別の言い方をすれば、暗号通貨は現在、住宅や株式に投資されるはずだった約2兆ドルの過剰流動性を意味している。過剰流動性(「ダブついた資金」)は、住宅市場と株式市場それぞれにおける資産バブルを崩壊しやすくし、資産バブルに依存した社会経済システムや金融システム全体を崩壊に近づけるものである。しかし、ビットコインのおかげで、FRBのパウエル議長は無期限に紙幣の増刷を続けることができる相当なバッファーを手に入れている

 

逆説的にFRBが超金融緩和政策を長く続けることを可能にしている、ビットコインのこの思わぬ副作用は、「(米国でなぜ暗号通貨への)規制が行われていないのかを説明している」。しかしいったんハイパーインフレに陥り、ビットコインに買い手が付かなくなれば、ある単純な理由から規制が行われることになる——なぜなら、ビットコインを規制することは、瞬時に何兆ドルもの規模で金融システムのデレバレッジ(借金投機の停止)を行うことに等しいからだ。(すべての暗号資産の時価総額は、現在すでに2兆ドルを超えている。
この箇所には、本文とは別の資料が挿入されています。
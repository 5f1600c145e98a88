use std::sync::Arc;

use axum::Router;
use axum::body::{Body, to_bytes};
use axum::http::{HeaderName, Method, Request, StatusCode};
use serde_json::{Value, json};
use tessera_application::{InviteSettings, TenancyPorts, TenancyServices};
use tessera_infrastructure::{InMemoryTenancyStore, SystemClock};
use tower::ServiceExt;

use super::build_router;
use crate::state::AppState;

const IDENTITY_HEADER: &str = "x-caller-identity";
const HOUR_NANOS: i64 = 3_600 * 1_000_000_000;

fn app() -> Router {
    let ports = TenancyPorts::from_store(Arc::new(InMemoryTenancyStore::new()));
    let settings =
        InviteSettings::from_max_validity_seconds(86_400).unwrap_or_else(|_| unreachable!());
    let services = TenancyServices::new(ports, Arc::new(SystemClock), settings);
    let state = AppState::new(
        services,
        HeaderName::from_static(IDENTITY_HEADER),
        "memory",
    );

    build_router(state, "http://localhost:3000").unwrap_or_else(|_| unreachable!())
}

async fn send(
    app: &Router,
    method: Method,
    uri: &str,
    identity: Option<&str>,
    body: Option<Value>,
) -> (StatusCode, Value) {
    let mut builder = Request::builder().method(method).uri(uri);
    if let Some(identity) = identity {
        builder = builder.header(IDENTITY_HEADER, identity);
    }
    let request = match body {
        Some(body) => builder
            .header("content-type", "application/json")
            .body(Body::from(body.to_string())),
        None => builder.body(Body::empty()),
    }
    .unwrap_or_else(|_| unreachable!());

    let response = app
        .clone()
        .oneshot(request)
        .await
        .unwrap_or_else(|_| unreachable!());
    let status = response.status();
    let bytes = to_bytes(response.into_body(), usize::MAX)
        .await
        .unwrap_or_else(|_| unreachable!());
    let value = if bytes.is_empty() {
        Value::Null
    } else {
        serde_json::from_slice(&bytes).unwrap_or_else(|error| panic!("invalid json: {error}"))
    };

    (status, value)
}

async fn register(app: &Router, identity: &str, company_id: &str) {
    let (status, body) = send(
        app,
        Method::POST,
        "/api/companies",
        Some(identity),
        Some(json!({
            "company_id": company_id,
            "name": format!("{company_id} Ltd"),
            "owner_name": format!("{identity} owner"),
        })),
    )
    .await;
    assert_eq!(status, StatusCode::CREATED, "register failed: {body}");
}

async fn issue_invite(app: &Router, identity: &str, role: &str) -> String {
    let (status, body) = send(
        app,
        Method::POST,
        "/api/invites",
        Some(identity),
        Some(json!({ "target_role": role, "validity_nanos": HOUR_NANOS })),
    )
    .await;
    assert_eq!(status, StatusCode::CREATED, "invite failed: {body}");

    body["code"]
        .as_str()
        .map(str::to_owned)
        .unwrap_or_else(|| panic!("missing code in {body}"))
}

#[tokio::test]
async fn health_is_public_and_reports_the_store() {
    let app = app();

    let (status, body) = send(&app, Method::GET, "/health", None, None).await;

    assert_eq!(status, StatusCode::OK);
    assert_eq!(body, json!({ "status": "ok", "store": "memory" }));
}

#[tokio::test]
async fn protected_routes_require_the_identity_header() {
    let app = app();

    let (status, body) = send(&app, Method::GET, "/api/profile", None, None).await;
    assert_eq!(status, StatusCode::UNAUTHORIZED);
    assert_eq!(body["kind"], "session_unavailable");

    let (status, _) = send(&app, Method::GET, "/api/profile", Some("   "), None).await;
    assert_eq!(status, StatusCode::UNAUTHORIZED);
}

#[tokio::test]
async fn registration_bootstraps_the_owner_profile() {
    let app = app();

    let (status, body) = send(&app, Method::GET, "/api/profile", Some("alice"), None).await;
    assert_eq!(status, StatusCode::OK);
    assert_eq!(body, Value::Null);

    register(&app, "alice", "acme").await;

    let (status, body) = send(&app, Method::GET, "/api/profile", Some("alice"), None).await;
    assert_eq!(status, StatusCode::OK);
    assert_eq!(body["company_id"], "acme");
    assert_eq!(body["role"], "owner");
    assert_eq!(body["active"], true);

    let (status, body) = send(
        &app,
        Method::GET,
        "/api/companies/acme/exists",
        Some("bob"),
        None,
    )
    .await;
    assert_eq!(status, StatusCode::OK);
    assert_eq!(body, json!({ "exists": true }));

    let (status, body) = send(
        &app,
        Method::POST,
        "/api/companies",
        Some("bob"),
        Some(json!({ "company_id": "acme", "name": "Other" })),
    )
    .await;
    assert_eq!(status, StatusCode::CONFLICT);
    assert_eq!(body["kind"], "duplicate");
}

#[tokio::test]
async fn invites_admit_one_member_and_then_report_already_used() {
    let app = app();
    register(&app, "alice", "acme").await;
    let code = issue_invite(&app, "alice", "employee").await;

    let (status, body) = send(
        &app,
        Method::POST,
        "/api/invites/redeem",
        Some("erin"),
        Some(json!({ "code": code, "user_name": "Erin" })),
    )
    .await;
    assert_eq!(status, StatusCode::OK, "redeem failed: {body}");
    assert_eq!(body["company_id"], "acme");
    assert_eq!(body["role"], "employee");

    let (status, body) = send(
        &app,
        Method::POST,
        "/api/invites/redeem",
        Some("frank"),
        Some(json!({ "code": code, "user_name": "Frank" })),
    )
    .await;
    assert_eq!(status, StatusCode::UNPROCESSABLE_ENTITY);
    assert_eq!(body["kind"], "already_used");

    let (status, body) = send(
        &app,
        Method::POST,
        "/api/invites/redeem",
        Some("frank"),
        Some(json!({ "code": "not-a-code", "user_name": "Frank" })),
    )
    .await;
    assert_eq!(status, StatusCode::UNPROCESSABLE_ENTITY);
    assert_eq!(body["kind"], "invalid_code");

    let (status, body) = send(&app, Method::GET, "/api/invites", Some("alice"), None).await;
    assert_eq!(status, StatusCode::OK);
    assert_eq!(body.as_array().map(Vec::len), Some(1));
    assert_eq!(body[0]["status"], "consumed");
}

#[tokio::test]
async fn employees_cannot_issue_invites() {
    let app = app();
    register(&app, "alice", "acme").await;
    let code = issue_invite(&app, "alice", "employee").await;
    send(
        &app,
        Method::POST,
        "/api/invites/redeem",
        Some("erin"),
        Some(json!({ "code": code, "user_name": "Erin" })),
    )
    .await;

    let (status, body) = send(
        &app,
        Method::POST,
        "/api/invites",
        Some("erin"),
        Some(json!({ "target_role": "employee", "validity_nanos": HOUR_NANOS })),
    )
    .await;

    assert_eq!(status, StatusCode::FORBIDDEN);
    assert_eq!(body["kind"], "unauthorized");
}

#[tokio::test]
async fn foreign_and_missing_tasks_are_indistinguishable() {
    let app = app();
    register(&app, "alice", "acme").await;
    register(&app, "bob", "globex").await;

    let (status, body) = send(
        &app,
        Method::POST,
        "/api/tasks",
        Some("alice"),
        Some(json!({
            "id": "t-1",
            "description": "Stock count",
            "priority": 2,
            "assignee": "alice",
            "starts_at": 10,
            "ends_at": 20,
        })),
    )
    .await;
    assert_eq!(status, StatusCode::CREATED, "task create failed: {body}");
    assert_eq!(body["status"], "pending");

    let (foreign_status, foreign_body) =
        send(&app, Method::GET, "/api/tasks/t-1", Some("bob"), None).await;
    let (missing_status, missing_body) =
        send(&app, Method::GET, "/api/tasks/t-404", Some("bob"), None).await;

    assert_eq!(foreign_status, StatusCode::NOT_FOUND);
    assert_eq!(missing_status, StatusCode::NOT_FOUND);
    assert_eq!(foreign_body, missing_body);
    assert_eq!(foreign_body["kind"], "not_found");

    let (status, body) = send(&app, Method::GET, "/api/tasks/t-1", Some("alice"), None).await;
    assert_eq!(status, StatusCode::OK);
    assert_eq!(body["company_id"], "acme");
}

#[tokio::test]
async fn reports_validate_their_type() {
    let app = app();
    register(&app, "alice", "acme").await;

    let (status, body) = send(
        &app,
        Method::GET,
        "/api/reports/gorev_tamamlanma",
        Some("alice"),
        None,
    )
    .await;
    assert_eq!(status, StatusCode::OK, "report failed: {body}");
    assert_eq!(body["report_type"], "gorev_tamamlanma");

    let (status, body) = send(
        &app,
        Method::GET,
        "/api/reports/quarterly",
        Some("alice"),
        None,
    )
    .await;
    assert_eq!(status, StatusCode::BAD_REQUEST);
    assert_eq!(body["kind"], "validation");

    let (status, _) = send(
        &app,
        Method::GET,
        "/api/reports/gorev_tamamlanma",
        Some("stranger"),
        None,
    )
    .await;
    assert_eq!(status, StatusCode::UNAUTHORIZED);
}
)

 

先に紹介したクリストファー・コール氏は次のように警告している:

【訳】私が言いたいポイント

 

暗号資産の規制は、投資家・投機家にとっての構造的リスク

 

暗号資産の規制は、政府がインフレを抑制するための2次的な金融引き締め手段と考えられる

 

上記のことは、暗号資産を所有することが間違いであるとするものではないが、リスクとリターンについて深く考える必要がある。

 

コール氏のコメントは、まさに現在ビットコインに強気投資を行っている人たちにとって真っ当な警告となっているが、しかし彼のアドバイスはインフレが本当に手に負えなくなったときにのみ当てはまるものである。これまで予測されてきたようにFRBがゼロ金利を維持しほとんどテーパリングを行わないと仮定すると、インフレが手に負えなくなるという状況は、2022年後半から2023年前半まで起こる可能性は低い。つまり、数十年、数百年、そして数千年に一度の投資リターンが得られる可能性がある暗号資産には、そのバブルが弾けるまで、これからまだ約2年間の上昇可能性があるということになる。